The price of the tickets are reaonable. Its all the other crap that runs my bill up.

If I lived in the neighborhood I'd probably go to most games.

Beats cable and the interweb anyday.


Grand Central Contributor
Posted


Ashie62 wrote:
The price of the tickets are reaonable. Its all the other crap that runs my bill up.

If I lived in the neighborhood I'd probably go to most games.

Beats cable and the interweb anyday.


Port Authority bridge toll increases hit me hardest. It's virtually the only downside to having moved from LI to NJ.


Posted


Kids free in September was a great promotion last season.....will that happen again?

When going to games I rarely factor in the Whitstone bridge and parking in to the equation......went to MFY stadium a few years ago and parking was $35 .....a good walk from the stadium too.


Grand Central Contributor
Posted


metirish wrote:
Kids free in September was a great promotion last season.....will that happen again?



I hope not. (In that they don't have the tickets available to do so)

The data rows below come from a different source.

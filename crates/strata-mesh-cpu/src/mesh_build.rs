use strata_geom::{Aabb, Vec3};

/// Output of one extraction: chunk-local positions and a triangle list.
#[derive(Default, Clone, Debug, PartialEq)]
pub struct ChunkMesh {
    pub vertices: Vec<Vec3>,
    pub indices: Vec<u32>,
}

impl ChunkMesh {
    /// Clears both arrays but retains capacity for reuse by the next chunk.
    #[inline]
    pub fn clear_keep_capacity(&mut self) {
        self.vertices.clear();
        self.indices.clear();
    }

    /// Pre-reserve capacity for approximately `n_quads` quads worth of data.
    #[inline]
    pub fn reserve_quads(&mut self, n_quads: usize) {
        self.vertices.reserve(n_quads * 4);
        self.indices.reserve(n_quads * 6);
    }

    #[inline]
    pub fn is_empty(&self) -> bool {
        self.indices.is_empty()
    }

    #[inline]
    pub fn triangle_count(&self) -> usize {
        self.indices.len() / 3
    }

    #[inline]
    pub fn push_vertex(&mut self, v: Vec3) -> u32 {
        let i = self.vertices.len() as u32;
        self.vertices.push(v);
        i
    }

    /// Appends a quad `a b c d` given counter-clockwise as seen from the front,
    /// split into `(a, b, c)` and `(a, c, d)`.
    pub fn add_quad(&mut self, a: Vec3, b: Vec3, c: Vec3, d: Vec3) {
        let base = self.vertices.len() as u32;
        self.vertices.extend_from_slice(&[a, b, c, d]);
        self.indices
            .extend_from_slice(&[base, base + 1, base + 2, base, base + 2, base + 3]);
    }

    #[inline]
    pub fn add_triangle(&mut self, a: u32, b: u32, c: u32) {
        self.indices.extend_from_slice(&[a, b, c]);
    }

    /// Local-space bounds, or `None` for an empty mesh.
    pub fn bounds(&self) -> Option<Aabb> {
        Aabb::enclosing(&self.vertices)
    }

    /// Face normal of triangle `t` (not normalized).
    pub fn triangle_normal(&self, t: usize) -> Vec3 {
        let a = self.vertices[self.indices[t * 3] as usize];
        let b = self.vertices[self.indices[t * 3 + 1] as usize];
        let c = self.vertices[self.indices[t * 3 + 2] as usize];
        (b - a).cross(c - a)
    }

    /// Signed enclosed volume; positive when triangles face outward.
    pub fn signed_volume(&self) -> f32 {
        let mut vol = 0.0;
        for tri in self.indices.chunks_exact(3) {
            let a = self.vertices[tri[0] as usize];
            let b = self.vertices[tri[1] as usize];
            let c = self.vertices[tri[2] as usize];
            vol += a.dot(b.cross(c));
        }
        vol / 6.0
    }
}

I suspect we'll get all sorts of those promotions though, and good or bad there will be tickets available. Talked with the person in charge of those things in December and she seemed pretty serious about it. Also said the BJs Clubhouse didn't do so well and seemed to take offense when I told her Left Field Landing is the worst section in the park.


Posted


When did we get from being disgusted by the Mets' management and refusing to go as a principled statement to the games being too gosh-darned expensive to go to... when we want to... which we don't?


Grand Central Contributor
Posted


Edgy DC wrote:
When did we get from being disgusted by the Mets' management and refusing to go as a principled statement to the games being too gosh-darned expensive to go to... when we want to... which we don't?


When Wilpon mentioned attendance/revenue and how they need it.

I'm not sure when anyone was making a principled statement about refusing to go. That's a personal decision that I want no part of.

edit: feel free to split off the ticket discussion if you like. I find that stuff kind of interesting, tracking the dynamic pricing and the promotions and whatnot.